Three Revelations from the Non-Aligned Summit

September 4, 2012

Farideh Farhi
       
            The Non-Aligned Movement summit in Tehran highlighted three aspects about Iran’s foreign relations and domestic politics.

            First, given Iran’s geographic location and resources, many countries in the neighborhood believe it is simply not good business to isolate Iran. For some, Western sanctions are even being perceived as an opportunity, illustrated by Indian Prime Minister Manmohan Singh’s visit to Tehran. Before his four-day visit, India made clear that bilateral economic relations were a top priority. The same was true for Iran. Singh’s large delegation was met at the airport by Iranian Economy Minister Shamseddin Hosseini.

            Iran and India currently do about $15 billion in trade. But the balance is heavily in favor of Iran, to the tune of more than 4 to 1, which has turned into a real issue because of U.S. and European sanctions on financial transactions between the two countries. For Iran, getting paid in rupees for 45 percent of its exports to India has been a partial solution, but India is hoping to increase its export of agricultural goods as well as machinery as another alternative.

            Both countries continue to work hard to find ways to get around sanctions because it’s worth it. This does not mean that sanctions are not constraining Iran’s optimal use of its resources. The opportunity costs of sanctions are huge. But Iran’s location and resources cannot be ignored. Furthermore, there are quite a few countries that see the sanctions regime as an opportunity. This dynamic will likely continue to inspire U.S. efforts to openly attempt to impose new ways of restricting Iran’s international trade while other countries openly collude with Iran to find ways to get around those attempts.

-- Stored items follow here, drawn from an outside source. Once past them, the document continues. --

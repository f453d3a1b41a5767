//! The n-gram language-model adapter seam.
//!
//! The model itself — loading a KenLM-style binary, scoring an n-gram state
//! transition — is treated as an opaque external collaborator, the same way
//! `rshogi-core`'s evaluation function is a pluggable `Arc<EvalHash>` handed
//! to a `SearchWorker` rather than something the search crate implements.
//! Loading is therefore the caller's responsibility: `Engine::new` never
//! touches the filesystem, and a missing model degrades to `lmscore = 0`
//! rather than failing the search.

use std::fmt;

/// Opaque, fixed-size n-gram model state. 32 bytes is generous for typical
/// KenLM state representations; callers that need more should widen this.
#[derive(Clone, Copy, Default, PartialEq, Eq)]
pub struct LmState(pub [u8; 32]);

impl fmt::Debug for LmState {
    fn fmt(&self, f: &mut fmt::Formatter<'_>) -> fmt::Result {
        write!(f, "LmState({:02x?})", &self.0[..8])
    }
}

/// A scorer capable of producing incremental n-gram log-probabilities.
/// Implementations are expected to be cheap to call from many threads at
/// once; `score` takes `&self` for exactly that reason.
pub trait LanguageModel: Send + Sync {
    /// State for an empty prefix (the root of a search).
    fn begin_sentence(&self) -> LmState;

    /// Score transitioning from `prev` by emitting `lm_word`, writing the
    /// resulting state into `next`. Returns a log-probability.
    fn score(&self, prev: &LmState, lm_word: u32, next: &mut LmState) -> f32;

    /// Maps a surface vocabulary id to this model's internal id, if known.
    fn vocabulary_index(&self, word: u32) -> Option<u32>;
}

#[cfg(test)]
pub(crate) mod test_support {
    use super::*;

    /// A trivial stand-in used only by this crate's own tests: charges a
    /// fixed per-word penalty, state is just the running word count.
    pub struct ConstantLm {
        pub penalty: f32,
    }

    impl LanguageModel for ConstantLm {
        fn begin_sentence(&self) -> LmState {
            LmState::default()
        }

        fn score(&self, prev: &LmState, _lm_word: u32, next: &mut LmState) -> f32 {
            let count = u32::from_le_bytes(prev.0[0..4].try_into().unwrap());
            next.0[0..4].copy_from_slice(&(count + 1).to_le_bytes());
            self.penalty
        }

        fn vocabulary_index(&self, word: u32) -> Option<u32> {
            Some(word)
        }
    }
}
//! Top-level engine: owns every shared arena and per-batch map, and wires
//! `init_beam`/`expand_beam` the way `rshogi-core` wires a `SearchWorker`
//! fleet around a shared `Arc<TranspositionTable>` — except here the whole
//! thing is an explicit value a caller owns, rather than a process-wide
//! singleton, since nothing about this search is inherently global state.

use std::cell::RefCell;
use std::sync::{Arc, Mutex};

use log::{debug, warn};
use rand_xoshiro::Xoshiro256PlusPlus;

use crate::arena::{ArenaLocal, ArenaPool};
use crate::concurrent_map::{ConcurrentMap, MapNode};
use crate::config::Config;
use crate::driver::{split_static, BeamWorker, ChunkManifest};
use crate::error::{EngineError, Result};
use crate::lm::{LanguageModel, LmState};
use crate::node::{AtomicNotifyHead, Notify, NodeId, NotifyId, SearchNode};
use crate::tensor::TensorView;

type ChildKey = (NodeId, u32); // (parent, word)
type StepKey = (NodeId, u32); // (node, step)
type NotifyKey = (u32, u32); // (step, length)

struct BatchMaps {
    children: ConcurrentMap<ChildKey, NodeId>,
    step_score: ConcurrentMap<StepKey, crate::score::LogScore>,
    notify: ConcurrentMap<NotifyKey, AtomicNotifyHead>,
}

pub struct Engine {
    config: Config,
    lm: Option<Box<dyn LanguageModel>>,

    node_arena: ArenaPool<SearchNode>,
    notify_arena: ArenaPool<Notify>,
    children_arena: Arc<ArenaPool<MapNode<ChildKey, NodeId>>>,
    step_arena: Arc<ArenaPool<MapNode<StepKey, crate::score::LogScore>>>,
    notify_map_arena: Arc<ArenaPool<MapNode<NotifyKey, AtomicNotifyHead>>>,

    batches: Vec<BatchMaps>,
    beams: Vec<Vec<(f32, NodeId)>>,

    /// One worker per thread, persisted for the engine's lifetime so each
    /// thread's `ArenaLocal` batch reservations carry over between
    /// `init_beam` and the `expand_beam` calls of the same search instead of
    /// re-reserving a fresh batch (and burning pool capacity) on every call.
    /// `init_beam` resets each worker's local cursors alongside the arenas'
    /// own `clear_global`.
    workers: Vec<Mutex<BeamWorker>>,
}
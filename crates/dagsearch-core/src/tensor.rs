//! Strided tensor views: the external interface boundary through which the
//! driver reads candidate scores, indices, and sequence lengths from
//! whatever host framework owns the underlying buffers.
//!
//! Deliberately minimal — base pointer plus byte strides, no bounds
//! checking, no ownership — matching the spec's "host-language bindings
//! present tensors as strided byte views" contract. The bindings themselves
//! (Python/Cython glue, reference counting) are out of scope; this is just
//! the reader.

use std::marker::PhantomData;

#[derive(Clone, Copy)]
pub struct TensorView<T> {
    base: *const u8,
    strides: [isize; 3],
    _marker: PhantomData<fn() -> T>,
}

// SAFETY: `TensorView` never mutates through `base`, and the caller is
// responsible for the pointed-to buffer outliving every use (see
// `from_raw`'s safety doc). Sharing a read-only pointer across threads is
// sound as long as that holds.
unsafe impl<T> Send for TensorView<T> {}
unsafe impl<T> Sync for TensorView<T> {}

impl<T: Copy> TensorView<T> {
    /// Builds a view directly from a base pointer and byte strides.
    ///
    /// # Safety
    /// `base` must be valid for reads of `T` at every `(i, j, k)` offset the
    /// view is later indexed with, for as long as the view is used. No
    /// bounds checking is performed, matching the host binding's contract.
    pub unsafe fn from_raw(base: *const u8, strides: [isize; 3]) -> Self {
        Self {
            base,
            strides,
            _marker: PhantomData,
        }
    }

    /// Builds a row-major view over an owned 3D buffer, useful for tests and
    /// the CLI's synthetic tensors.
    pub fn from_row_major_3d(data: &[T], shape: [usize; 3]) -> Self {
        assert_eq!(data.len(), shape[0] * shape[1] * shape[2]);
        let elem = std::mem::size_of::<T>() as isize;
        let s2 = elem;
        let s1 = s2 * shape[2] as isize;
        let s0 = s1 * shape[1] as isize;
        Self {
            base: data.as_ptr() as *const u8,
            strides: [s0, s1, s2],
            _marker: PhantomData,
        }
    }

    /// Builds a row-major view over an owned 1D buffer.
    pub fn from_row_major_1d(data: &[T]) -> Self {
        let elem = std::mem::size_of::<T>() as isize;
        Self {
            base: data.as_ptr() as *const u8,
            strides: [elem, 0, 0],
            _marker: PhantomData,
        }
    }

    #[inline]
    pub fn at3(&self, i: usize, j: usize, k: usize) -> T {
        let offset =
            i as isize * self.strides[0] + j as isize * self.strides[1] + k as isize * self.strides[2];
        // SAFETY: contract is on the constructor; callers of `at3`/`at1`
        // inherit it transitively.
        unsafe { *(self.base.offset(offset) as *const T) }
    }

    #[inline]
    pub fn at1(&self, i: usize) -> T {
        self.at3(i, 0, 0)
    }
}

#[cfg(test)]
mod tests {
    use super::*;

    #[test]
    fn row_major_3d_indexing() {
        let data: Vec<f32> = (0..24).map(|x| x as f32).collect();
        let view = TensorView::from_row_major_3d(&data, [2, 3, 4]);
        assert_eq!(view.at3(0, 0, 0), 0.0);
        assert_eq!(view.at3(1, 2, 3), 23.0);
        assert_eq!(view.at3(0, 1, 0), 4.0);
    }

    #[test]
    fn row_major_1d_indexing() {
        let data = [10i32, 20, 30];
        let view = TensorView::from_row_major_1d(&data);
        assert_eq!(view.at1(1), 20);
    }
}
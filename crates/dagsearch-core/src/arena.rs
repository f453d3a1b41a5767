//! Bulk-preallocated object arena shared by all worker threads.
//!
//! Mirrors `rshogi-core`'s `ClusterTable` (`tt/table.rs`): one flat
//! allocation, raw-pointer access behind an unsafe `Sync` impl, and a single
//! atomic cursor carving it into ranges. Here the ranges are handed out to
//! per-thread `ArenaLocal` cursors instead of being indexed by hash, so a
//! thread can bump-allocate locally for thousands of objects between trips
//! to the shared atomic.
//!
//! A cleared arena is never re-initialized slot by slot — `clear_global`
//! just rewinds the cursor to zero, the same way `TranspositionTable::clear`
//! zeroes clusters in bulk rather than dropping entries one at a time.

use std::cell::{RefCell, UnsafeCell};
use std::fmt;
use std::hash::{Hash, Hasher};
use std::marker::PhantomData;
use std::mem::MaybeUninit;
use std::sync::atomic::{AtomicUsize, Ordering};

use rand::Rng;
use rand_xoshiro::Xoshiro256PlusPlus;

use crate::config::{ARENA_BATCH_MIN, ARENA_BATCH_RANDOM};
use crate::error::{EngineError, Result};

/// A stable index into an `ArenaPool<T>`. Carries no lifetime and is cheap to
/// use as a hash-map key; `PhantomData<T>` just keeps indices from different
/// arenas from being mixed up at the type level.
pub struct ArenaIndex<T> {
    idx: u32,
    _marker: PhantomData<fn() -> T>,
}

impl<T> ArenaIndex<T> {
    pub(crate) fn new(idx: usize) -> Self {
        Self {
            idx: idx as u32,
            _marker: PhantomData,
        }
    }

    pub fn raw(self) -> u32 {
        self.idx
    }
}

impl<T> Clone for ArenaIndex<T> {
    fn clone(&self) -> Self {
        *self
    }
}
impl<T> Copy for ArenaIndex<T> {}
impl<T> PartialEq for ArenaIndex<T> {
    fn eq(&self, other: &Self) -> bool {
        self.idx == other.idx
    }
}
impl<T> Eq for ArenaIndex<T> {}
impl<T> Hash for ArenaIndex<T> {
    fn hash<H: Hasher>(&self, state: &mut H) {
        self.idx.hash(state);
    }
}
impl<T> fmt::Debug for ArenaIndex<T> {
    fn fmt(&self, f: &mut fmt::Formatter<'_>) -> fmt::Result {
        write!(f, "ArenaIndex({})", self.idx)
    }
}

/// Per-thread view into an `ArenaPool`: a `[cursor, end)` range claimed from
/// the shared atomic cursor in one batch. One of these lives per (thread,
/// arena) pair for the lifetime of a `BeamWorker`.
#[derive(Default)]
pub struct ArenaLocal {
    cursor: usize,
    end: usize,
}

impl ArenaLocal {
    pub fn new() -> Self {
        Self::default()
    }
}

pub struct ArenaPool<T> {
    storage: Box<[UnsafeCell<MaybeUninit<T>>]>,
    capacity: usize,
    cursor: AtomicUsize,
}

// SAFETY: access is mediated entirely through `allocate` (which hands out
// each index to exactly one thread before it is ever read) and `get` (which
// only ever reads slots that `allocate` has already initialized). No two
// threads ever reach the same slot through `allocate`, since the slot range
// comes from a `fetch_add` on `cursor`.
unsafe impl<T: Send> Sync for ArenaPool<T> {}

impl<T> ArenaPool<T> {
    pub fn new(capacity: usize) -> Self {
        let storage = (0..capacity)
            .map(|_| UnsafeCell::new(MaybeUninit::uninit()))
            .collect::<Vec<_>>()
            .into_boxed_slice();
        Self {
            storage,
            capacity,
            cursor: AtomicUsize::new(0),
        }
    }

    pub fn capacity(&self) -> usize {
        self.capacity
    }

    /// Rewinds the shared cursor. Does not drop previously written values;
    /// they are simply overwritten on reuse. Safe because every `T` stored
    /// here (`SearchNode`, `Notify`, map nodes) owns no heap allocation.
    pub fn clear_global(&self) {
        self.cursor.store(0, Ordering::Relaxed);
    }

    fn reserve(&self, local: &mut ArenaLocal, rng: &RefCell<Xoshiro256PlusPlus>) -> Result<()> {
        if local.cursor < local.end {
            return Ok(());
        }
        let batch = ARENA_BATCH_MIN + rng.borrow_mut().random_range(0..ARENA_BATCH_RANDOM);
        let start = self.cursor.fetch_add(batch, Ordering::Relaxed);
        if start >= self.capacity {
            return Err(EngineError::ResourceExhaustion {
                pool_size: self.capacity,
            });
        }
        local.cursor = start;
        local.end = (start + batch).min(self.capacity);
        Ok(())
    }

    pub fn allocate(
        &self,
        local: &mut ArenaLocal,
        rng: &RefCell<Xoshiro256PlusPlus>,
        value: T,
    ) -> Result<ArenaIndex<T>> {
        self.reserve(local, rng)?;
        let idx = local.cursor;
        local.cursor += 1;
        // SAFETY: `idx` came from this thread's exclusive `[cursor, end)`
        // range, never handed to any other thread. The slot is written
        // exactly once here, before `ArenaIndex` escapes to a shared map.
        unsafe {
            (*self.storage[idx].get()).write(value);
        }
        Ok(ArenaIndex::new(idx))
    }

    pub fn get(&self, idx: ArenaIndex<T>) -> &T {
        // SAFETY: every live `ArenaIndex<T>` was produced by `allocate`,
        // which initializes the slot before returning the index, and the
        // arena is only ever rewound wholesale (`clear_global`), never freed
        // slot by slot.
        unsafe { (*self.storage[idx.idx as usize].get()).assume_init_ref() }
    }
}
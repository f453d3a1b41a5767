//! The search node store: node identity, its DAG-accumulated score, and the
//! notify-list linked-list nodes used to fan hypotheses back out by
//! (step, length).

use std::sync::atomic::{AtomicU32, Ordering};

use crate::arena::ArenaIndex;
use crate::config::QUICKMAP_INLINE_SLOTS;
use crate::lm::LmState;
use crate::quickmap::QuickMap;
use crate::score::LogScore;

pub type NodeId = ArenaIndex<SearchNode>;
pub type NotifyId = ArenaIndex<Notify>;

const NULL_NOTIFY: u32 = u32::MAX;

/// One decoded hypothesis. Identity is by arena position (`NodeId`); once
/// allocated a node's `parent`/`word`/`length`/`lmscore`/`lm_state` never
/// change, while `dagscore` and the embedded `quickmap` accumulate
/// concurrently as more paths converge on it.
pub struct SearchNode {
    pub parent: Option<NodeId>,
    pub word: u32,
    pub length: u32,
    pub lmscore: f32,
    pub dagscore: LogScore,
    pub quickmap: QuickMap<QUICKMAP_INLINE_SLOTS>,
    pub lm_state: LmState,
}

impl SearchNode {
    pub(crate) fn root(word: u32, lm_state: LmState) -> Self {
        Self {
            parent: None,
            word,
            length: 0,
            lmscore: 0.0,
            dagscore: LogScore::new(0.0),
            quickmap: QuickMap::new(),
            lm_state,
        }
    }

    pub(crate) fn child(parent: NodeId, word: u32, length: u32, lmscore: f32, lm_state: LmState) -> Self {
        Self {
            parent: Some(parent),
            word,
            length,
            lmscore,
            dagscore: LogScore::neg_infinity(),
            quickmap: QuickMap::new(),
            lm_state,
        }
    }
}

/// One link in a (step, length) notify chain. `next` is written exactly
/// once, by the thread that allocates this entry, before the entry is
/// published into a shared head pointer — never mutated afterward, so a
/// plain atomic store (not a CAS loop) suffices.
pub struct Notify {
    pub target: NodeId,
    next: AtomicU32,
}

impl Notify {
    pub(crate) fn new(target: NodeId) -> Self {
        Self {
            target,
            next: AtomicU32::new(NULL_NOTIFY),
        }
    }

    pub(crate) fn set_next(&self, next: Option<NotifyId>) {
        let raw = next.map(|n| n.raw()).unwrap_or(NULL_NOTIFY);
        self.next.store(raw, Ordering::Relaxed);
    }

    pub(crate) fn next_id(&self) -> Option<NotifyId> {
        let raw = self.next.load(Ordering::Relaxed);
        (raw != NULL_NOTIFY).then(|| ArenaIndex::new(raw as usize))
    }
}

/// The published head of a (step, length) notify chain: a lock-free
/// singly-linked-list head that new entries splice themselves onto via
/// `exchange`, mirroring `direct_insert_notify`'s atomic pointer swap.
pub struct AtomicNotifyHead(AtomicU32);

impl AtomicNotifyHead {
    pub fn new_empty() -> Self {
        Self(AtomicU32::new(NULL_NOTIFY))
    }

    /// Publishes `new_head`, returning whatever was previously there so the
    /// caller can link it as `new_head.next`.
    pub fn exchange(&self, new_head: NotifyId) -> Option<NotifyId> {
        let old = self.0.swap(new_head.raw(), Ordering::AcqRel);
        (old != NULL_NOTIFY).then(|| ArenaIndex::new(old as usize))
    }

    pub fn load(&self) -> Option<NotifyId> {
        let raw = self.0.load(Ordering::Acquire);
        (raw != NULL_NOTIFY).then(|| ArenaIndex::new(raw as usize))
    }
}
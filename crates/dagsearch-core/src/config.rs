//! Engine configuration, loaded from TOML the way `rshogi-core`'s tools load
//! their YAML/JSON configs: a plain `serde::Deserialize` struct plus a couple
//! of `from_*` constructors that turn parse errors into `EngineError`.

use std::path::{Path, PathBuf};

use serde::{Deserialize, Serialize};

use crate::error::{EngineError, Result};

/// Minimum and randomized-extra size (in objects) of each per-thread arena
/// refill batch. Mirrors the reference implementation's `buf_per_thread` and
/// `randomized_buf_per_thread` constants.
pub const ARENA_BATCH_MIN: usize = 1024;
pub const ARENA_BATCH_RANDOM: usize = 1024;

/// Number of inline (step, score) slots carried directly on a `SearchNode`
/// before the quick-map spills into the shared step-score hash map.
pub const QUICKMAP_INLINE_SLOTS: usize = 5;

#[derive(Debug, Clone, Serialize, Deserialize)]
pub struct Config {
    /// Number of independent sequences decoded side by side.
    pub batch_size: usize,
    /// Beam width carried at each decoding position.
    pub beam_size: usize,
    /// Number of top candidates considered per expansion (top-k window).
    pub top_cand_n: usize,
    /// Maximum sequence length a batch element may reach.
    pub max_pos: usize,
    /// Worker thread count used by `init_beam` and `expand_beam`.
    #[serde(default = "default_thread_num")]
    pub thread_num: usize,
    /// Optional path to an n-gram language model. Loading it is the caller's
    /// responsibility (see `Engine::with_language_model`); this field exists
    /// purely so it round-trips through config files.
    #[serde(default)]
    pub lm_path: Option<PathBuf>,
}

fn default_thread_num() -> usize {
    std::thread::available_parallelism()
        .map(|n| n.get())
        .unwrap_or(1)
}

impl Config {
    pub fn from_toml_str(s: &str) -> Result<Self> {
        toml::from_str(s).map_err(|e| EngineError::Configuration(e.to_string()))
    }

    pub fn from_file(path: impl AsRef<Path>) -> Result<Self> {
        let path = path.as_ref();
        let text = std::fs::read_to_string(path)
            .map_err(|e| EngineError::Configuration(format!("{}: {e}", path.display())))?;
        Self::from_toml_str(&text)
    }

    pub fn validate(&self) -> Result<()> {
        if self.batch_size == 0 {
            return Err(EngineError::Configuration("batch_size must be > 0".into()));
        }
        if self.beam_size == 0 {
            return Err(EngineError::Configuration("beam_size must be > 0".into()));
        }
        if self.top_cand_n == 0 {
            return Err(EngineError::Configuration("top_cand_n must be > 0".into()));
        }
        if self.max_pos == 0 {
            return Err(EngineError::Configuration("max_pos must be > 0".into()));
        }
        Ok(())
    }

    /// Upper bound on the number of `SearchNode`s a full search can create:
    /// every (batch, beam slot, position) triple expanding into every
    /// top-candidate word, plus per-thread refill slack.
    pub fn node_pool_size(&self) -> usize {
        self.batch_size * self.beam_size * self.top_cand_n * self.max_pos
            + self.thread_num.max(1) * (ARENA_BATCH_MIN + ARENA_BATCH_RANDOM)
    }

    /// Upper bound on notify-list entries; same shape as the node pool.
    pub fn notify_pool_size(&self) -> usize {
        self.node_pool_size()
    }

    /// Hash-bucket count for a per-batch concurrent map. Entries accumulate
    /// across every position between `init_beam` clears (not just one
    /// step), so this scales by `max_pos` the same way `node_pool_size`/
    /// `notify_pool_size` do, just divided down since a bucket chain can
    /// hold several entries cheaply.
    pub fn map_head_size(&self) -> usize {
        ((self.beam_size * self.top_cand_n * self.max_pos) / 10).max(1)
    }
}

#[cfg(test)]
mod tests {
    use super::*;

    #[test]
    fn parses_minimal_toml() {
        let cfg = Config::from_toml_str(
            r#"
            batch_size = 2
            beam_size = 4
            top_cand_n = 8
            max_pos = 16
            thread_num = 2
            "#,
        )
        .unwrap();
        assert_eq!(cfg.batch_size, 2);
        assert_eq!(cfg.thread_num, 2);
        assert!(cfg.lm_path.is_none());
        cfg.validate().unwrap();
    }

    #[test]
    fn rejects_zero_batch_size() {
        let cfg = Config::from_toml_str(
            "batch_size = 0\nbeam_size = 1\ntop_cand_n = 1\nmax_pos = 1\n",
        )
        .unwrap();
        assert!(cfg.validate().is_err());
    }
}
//! # Application-Wide Constants
//!
//! Centralized configuration values and magic numbers used throughout the
//! free-space report.
//!
//! ## Usage
//!
//! ```rust
//! use freespace_report::constants::*;
//!
//! let gigabytes = 512 * BYTES_PER_GB / BYTES_PER_GB;
//! assert_eq!(gigabytes, 512);
//! ```

// ============================================================================
// Disk Metrics
// ============================================================================

/// Number of bytes in one reported gigabyte
///
/// Sizes are reported in binary gigabytes (2^30 bytes), which is what
/// Explorer shows for drive capacity.
pub const BYTES_PER_GB: u64 = 1024 * 1024 * 1024;

// ============================================================================
// Remote Sessions
// ============================================================================

/// Status code returned by the connect primitive on success
pub const NO_ERROR: u32 = 0;

/// Status code reported when the host cannot authenticate remote shares
///
/// Matches Win32 `ERROR_NOT_SUPPORTED` so the message table covers it.
pub const ERROR_NOT_SUPPORTED: u32 = 50;

// ============================================================================
// Command Line
// ============================================================================

/// Flags (compared case-insensitively) that set the pending username
pub const USERNAME_FLAGS: &[&str] = &["--username", "-u"];

/// Flags (compared case-insensitively) that set the pending password
pub const PASSWORD_FLAGS: &[&str] = &["--password", "-p"];

// ============================================================================
// Logging
// ============================================================================

/// Application directory name under `%LOCALAPPDATA%`
pub const APP_DIR_NAME: &str = "FreeSpaceReport";

/// Set to `1` to enable file logging in release builds
pub const ENV_ENABLE_LOGGING: &str = "FREESPACE_ENABLE_LOGGING";

/// Set to `1` to include verbose debug lines (per-path state transitions)
pub const ENV_LOG_VERBOSE: &str = "FREESPACE_LOG_VERBOSE";

/// Log file size after which the file is rotated to `.log.bak`
///
/// **Rationale**: 10 MB keeps months of runs while staying small enough to
/// open in Notepad.
pub const MAX_LOG_BYTES: u64 = 10 * 1024 * 1024;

            Second, the presence of U.N. Secretary General Ban Ki-Moon and new Egyptian President Mohamed Morsi reflected the benefit of engaging Iran directly. Their words created a conversation in Tehran, partly because Iran did not want to appear to be isolated.  Ban Ki-moon’s focus was on the basic contradiction in Iranian foreign policy — seeking to be a respected member of the international community while also loudly challenging international codes of conduct.
 
            In no uncertain terms, the U.N. leader said his purpose was “to highlight the cost of Iran’s current trajectory, both at home and in the international arena…Any country at odds with the international community,” he said,” is one that denies itself much-needed investment and finds itself isolated from the thrust of common progress.”
 
            Third, the NAM summit revealed that Supreme Leader Ayatollah Ali Khamenei sees himself in charge of implementing Iran’s foreign policy—not just setting the general direction of the country and then letting the president execute his directives.

            Khamenei entered the summit followed by former president and current Expediency Council Chairman Akbar Hashemi Rafsanjani, also an unelected official. They were followed by President Mahmoud Ahmadinejad, who was mostly treated as a non-person by the Iranian media. It was a telling contrast to the last major international meeting in Iran during the 1997 Organization of Islamic Cooperation summit. Fresh off his election, new President Mohammad Khatami took charge of the meeting—while Khamenei had almost no presence.
 
 
 
Farideh Farhi is an independent scholar and affiliate graduate faculty at the University of Hawaii at Mānoa.